My Journey

This week I was asked an extremely difficult question, “Would you be a Christian today if you had not been raised one?”

The easy answer is for me to say, “of course, because I have made my faith my own”. But I do not want to give the easy answer and I must say, “I don’t know.” And if I am especially honesty my reply would be, “If I was raised in a secular household probably not.” But that does not falsify Christianity, rather it points to an intellectual honesty within the Christian home I was raised in which is not always present within Christian homes and is seemingly less present within secular an atheist belief structures.
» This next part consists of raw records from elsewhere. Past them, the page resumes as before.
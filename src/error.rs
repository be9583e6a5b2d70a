//! Error types for the yield ranker

use thiserror::Error;

#[derive(Error, Debug)]
pub enum Error {
    #[error("Not found: {0}")]
    NotFound(String),

    #[error("Unsupported network: {0}")]
    UnsupportedNetwork(String),

    #[error("GraphQL query failed: {0}")]
    GraphQL(String),

    #[error("Configuration error: {0}")]
    Config(String),

    #[error("Invalid argument: {0}")]
    InvalidArgument(String),

    #[error("Unknown tool: {0}")]
    UnknownTool(String),

    #[error("Cache error: {0}")]
    Cache(#[from] std::io::Error),

    #[error("Network error: {0}")]
    Network(#[from] reqwest::Error),

    #[error("JSON error: {0}")]
    Json(#[from] serde_json::Error),
}

pub type Result<T> = std::result::Result<T, Error>;
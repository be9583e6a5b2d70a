//! Configuration for the yield ranker

pub mod endpoints;

use crate::ranking::StaticYieldSource;
use crate::scoring::ScoringThresholds;
use crate::{Error, Result};
use alloy::primitives::Address;
use serde::{Deserialize, Serialize};
use std::path::PathBuf;
use std::str::FromStr;
use std::time::Duration;

// Re-export endpoint config
pub use endpoints::{Endpoints, SubgraphIds};

/// The Graph API key environment variable name
pub const GRAPH_API_KEY_ENV: &str = "GRAPH_API_KEY";

/// Supported blockchain networks
#[derive(Debug, Clone, Copy, PartialEq, Eq, Hash, Serialize, Deserialize)]
#[serde(rename_all = "lowercase")]
pub enum Network {
    Ethereum,
    Arbitrum,
    Optimism,
    Base,
}

impl Network {
    pub fn chain_id(&self) -> u64 {
        match self {
            Network::Ethereum => 1,
            Network::Arbitrum => 42161,
            Network::Optimism => 10,
            Network::Base => 8453,
        }
    }

    pub fn name(&self) -> &'static str {
        match self {
            Network::Ethereum => "ethereum",
            Network::Arbitrum => "arbitrum",
            Network::Optimism => "optimism",
            Network::Base => "base",
        }
    }

    pub fn from_chain_id(chain_id: u64) -> Option<Self> {
        match chain_id {
            1 => Some(Network::Ethereum),
            42161 => Some(Network::Arbitrum),
            10 => Some(Network::Optimism),
            8453 => Some(Network::Base),
            _ => None,
        }
    }
}

impl FromStr for Network {
    type Err = Error;

    fn from_str(s: &str) -> Result<Self> {
        match s.to_lowercase().as_str() {
            "ethereum" | "mainnet" | "ethereum-mainnet" => Ok(Network::Ethereum),
            "arbitrum" | "arbitrum-mainnet" => Ok(Network::Arbitrum),
            "optimism" | "optimism-mainnet" => Ok(Network::Optimism),
            "base" | "base-mainnet" => Ok(Network::Base),
            _ => Err(Error::UnsupportedNetwork(s.to_string())),
        }
    }
}

/// Upstream data providers
#[derive(Debug, Clone, Copy, PartialEq, Eq, Hash, Serialize, Deserialize)]
#[serde(rename_all = "snake_case")]
pub enum Protocol {
    Morpho,
    UniswapV3,
    Aerodrome,
}

impl Protocol {
    /// Name used as the cache source prefix
    pub fn name(&self) -> &'static str {
        match self {
            Protocol::Morpho => "morpho",
            Protocol::UniswapV3 => "uniswap",
            Protocol::Aerodrome => "aerodrome",
        }
    }
}

/// On-disk response cache settings
#[derive(Debug, Clone, Serialize, Deserialize)]
pub struct CacheConfig {
    /// Directory holding one JSON file per cache entry
    pub dir: PathBuf,
    /// Entries older than this are refetched
    pub expiry_secs: u64,
}

impl CacheConfig {
    pub fn expiry(&self) -> Duration {
        Duration::from_secs(self.expiry_secs)
    }
}

impl Default for CacheConfig {
    fn default() -> Self {
        Self {
            dir: PathBuf::from("./data"),
            expiry_secs: 3600, // 1 hour
        }
    }
}

fn default_static_sources() -> Vec<StaticYieldSource> {
    vec![StaticYieldSource {
        name: "Spark.fi".to_string(),
        symbol: "SPARK".to_string(),
        address: Address::ZERO,
        apy: 12.5,
    }]
}

fn default_base_asset_symbol() -> String {
    "USDC".to_string()
}

fn default_request_timeout_secs() -> u64 {
    30
}

/// Main configuration
#[derive(Debug, Clone, Serialize, Deserialize)]
pub struct Config {
    /// Upstream endpoints
    #[serde(default)]
    pub endpoints: Endpoints,
    /// Response cache settings
    #[serde(default)]
    pub cache: CacheConfig,
    /// Reward token quality thresholds
    #[serde(default)]
    pub scoring: ScoringThresholds,
    /// Yield sources that cannot be discovered through the vault pipeline
    #[serde(default = "default_static_sources")]
    pub static_sources: Vec<StaticYieldSource>,
    /// Symbol of the asset whose vaults are ranked
    #[serde(default = "default_base_asset_symbol")]
    pub base_asset_symbol: String,
    /// Total timeout for a single upstream request (seconds)
    #[serde(default = "default_request_timeout_secs")]
    pub request_timeout_secs: u64,
}

impl Config {
    /// Load configuration from a JSON file
    pub fn from_file(path: &std::path::Path) -> Result<Self> {
        let content = std::fs::read_to_string(path)
            .map_err(|e| Error::Config(format!("{}: {}", path.display(), e)))?;
        let config: Config =
            serde_json::from_str(&content).map_err(|e| Error::Config(e.to_string()))?;
        config.validate()?;
        Ok(config)
    }

    /// Check values that serde cannot
    pub fn validate(&self) -> Result<()> {
        self.endpoints.validate()?;
        self.scoring.validate()?;
        if self.base_asset_symbol.is_empty() {
            return Err(Error::Config("base_asset_symbol must not be empty".to_string()));
        }
        Ok(())
    }

    pub fn request_timeout(&self) -> Duration {
        Duration::from_secs(self.request_timeout_secs)
    }
}

impl Default for Config {
    fn default() -> Self {
        Self {
            endpoints: Endpoints::default(),
            cache: CacheConfig::default(),
            scoring: ScoringThresholds::default(),
            static_sources: default_static_sources(),
            base_asset_symbol: default_base_asset_symbol(),
            request_timeout_secs: default_request_timeout_secs(),
        }
    }
}
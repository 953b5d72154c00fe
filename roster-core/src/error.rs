//! Error types for roster-core.

use std::path::PathBuf;

use thiserror::Error;

/// All errors that can arise from registry and settings operations.
#[derive(Debug, Error)]
pub enum RegistryError {
    /// Underlying I/O failure (file not found, permission denied, etc.).
    #[error("I/O error: {0}")]
    Io(#[from] std::io::Error),

    /// YAML serialization error (write/save path).
    #[error("YAML serialization error: {0}")]
    Yaml(#[from] serde_yaml::Error),

    /// YAML parse error on load: includes file path and line context from serde_yaml.
    #[error("failed to parse {path}: {source}")]
    Parse {
        path: PathBuf,
        #[source]
        source: serde_yaml::Error,
    },

    /// `dirs::home_dir()` returned `None`: cannot locate `~/.roster/`.
    #[error("cannot determine home directory; set $HOME or equivalent")]
    HomeNotFound,

    /// The institution YAML file did not exist at the expected path.
    #[error("institution not found at {path}")]
    InstitutionNotFound { path: PathBuf },
}

/// Errors raised by record store implementations.
#[derive(Debug, Error)]
pub enum StoreError {
    /// An I/O error, with annotated path for context.
    #[error("I/O error at {path}: {source}")]
    Io {
        path: PathBuf,
        #[source]
        source: std::io::Error,
    },

    /// JSON encode/decode failure on the persons file or audit log.
    #[error("record store JSON error at {path}: {source}")]
    Json {
        path: PathBuf,
        #[source]
        source: serde_json::Error,
    },

    /// The store's internal lock was poisoned by a panicking writer.
    #[error("record store lock poisoned")]
    Poisoned,
}

/// Convenience constructor for [`StoreError::Io`].
pub(crate) fn io_err(path: impl Into<PathBuf>, source: std::io::Error) -> StoreError {
    StoreError::Io {
        path: path.into(),
        source,
    }
}

/// Convenience constructor for [`StoreError::Json`].
pub(crate) fn json_err(path: impl Into<PathBuf>, source: serde_json::Error) -> StoreError {
    StoreError::Json {
        path: path.into(),
        source,
    }
}
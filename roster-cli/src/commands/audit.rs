//! `roster audit <id>`: tail of an institution's audit trail.

use anyhow::{Context, Result};
use clap::Args;
use colored::Colorize;

use roster_core::{store, AuditEntry, InstitutionId};

use super::home_dir;

/// Arguments for `roster audit`.
#[derive(Args, Debug)]
pub struct AuditArgs {
    /// Institution id.
    pub id: u32,

    /// Number of most recent entries to show.
    #[arg(long, short = 'n', default_value_t = 20)]
    pub lines: usize,

    /// Only show failed entries.
    #[arg(long)]
    pub failed: bool,
}

impl AuditArgs {
    pub fn run(self) -> Result<()> {
        let home = home_dir()?;
        let path = store::audit_path_at(&home, InstitutionId(self.id));
        let entries = store::read_audit_file(&path)
            .with_context(|| format!("failed to read {}", path.display()))?;

        let selected: Vec<&AuditEntry> = entries
            .iter()
            .filter(|e| !self.failed || !e.success)
            .collect();
        if selected.is_empty() {
            println!("No audit entries for institution {}.", self.id);
            return Ok(());
        }

        let skip = selected.len().saturating_sub(self.lines);
        println!("==> {} <==", path.display());
        for entry in &selected[skip..] {
            println!("{}", format_entry(entry));
        }
        Ok(())
    }
}

fn format_entry(entry: &AuditEntry) -> String {
    let outcome = if entry.success {
        "ok".green().to_string()
    } else {
        format!("FAILED: {}", entry.error_message).red().to_string()
    };
    format!(
        "{} {:<6} {} ({}) {outcome}",
        entry.timestamp.format("%Y-%m-%d %H:%M:%S"),
        entry.action.to_string(),
        entry.username,
        entry.sync_key
    )
}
I think the best way for me to elaborate on this point is to tell my story; to explain why I am a Christian. Up front anyone who reads this must understand that I am presenting my thoughts in a straight line in reality this process was very messy and took me years to resolve in my own mind (and indeed I am still wrestling with and clarifying my own understanding of God, the Bible, and the ultimate meaning of creation).

To begin with I was raised with a somewhat conflicted notion of Christianity, my household and extended family often ask and ponder deep philosophical concepts for fun (and that’s what it was fun with most of the group enjoying playing Devil’s Advocate rather than hashing out real answers). But this established a curiosity within me for some of life’s deepest questions. Coupled with this my personality type is INTJ- though I don’t put a world of stock in these, they are useful jumping off points and for those who are not familiar with Myers-Briggs think Sheldon on The Big Bang Theory. I was also being exposed to concepts such as “All truth is God’s truth”, which helped me to understand that God must be a rational God. At the same time I was also in an environment which was heavily influenced by an almost militant anti-intellectual fundamentalism. Here I was slightly confused by the very deep questions of life to which I was just beginning to be exposed and at the same time walled off from much intellectual pursuit of these questions because those teachers I was closest to where not willing to confront these questions with me.

During and after college I would have to say I was going through the motions of Christian practice with little binding me to the faith other than family obligations because in my mind I was confronting the questions which are so often rehearsed about whether one can know truth, how can we believe in the supernatural, how does suffering persist, life after death, etc. etc. etc.. My college major was American history and I intended to focus on the Revolutionary period and the early Republic. But as I read more into the subject I became much more engrossed with American religious history. I found it intriguing to read about genuine Christian experience, wacky cults, and the abuse of theology to promote American civil religion (and I still do). (least anyone think this strange many agnostics and atheists go into religious history for a variety of reasons). So through my early and mid 20’s I still in some ways practiced Christianity but the intellectual problems I saw in it continued to mount and I became increasingly convinced that it was intellectually fraudulent for me to claim it as truth. I had come to the conclusion that God or perhaps better god probably exists (though I did allow the atheists could be right) and so I would read the primary sources and interpreters to see which one made the most sense. So I began to read, I read the Buddha and his followers, the Bhagavad Gita and Hindu writers, Confucius, Lao Tzu, the Qur’an and Islamic authors, as well as philosophers like Bertrand Russell, David Hume, and modern atheists like Christopher Hitchens and Richard Dawkins.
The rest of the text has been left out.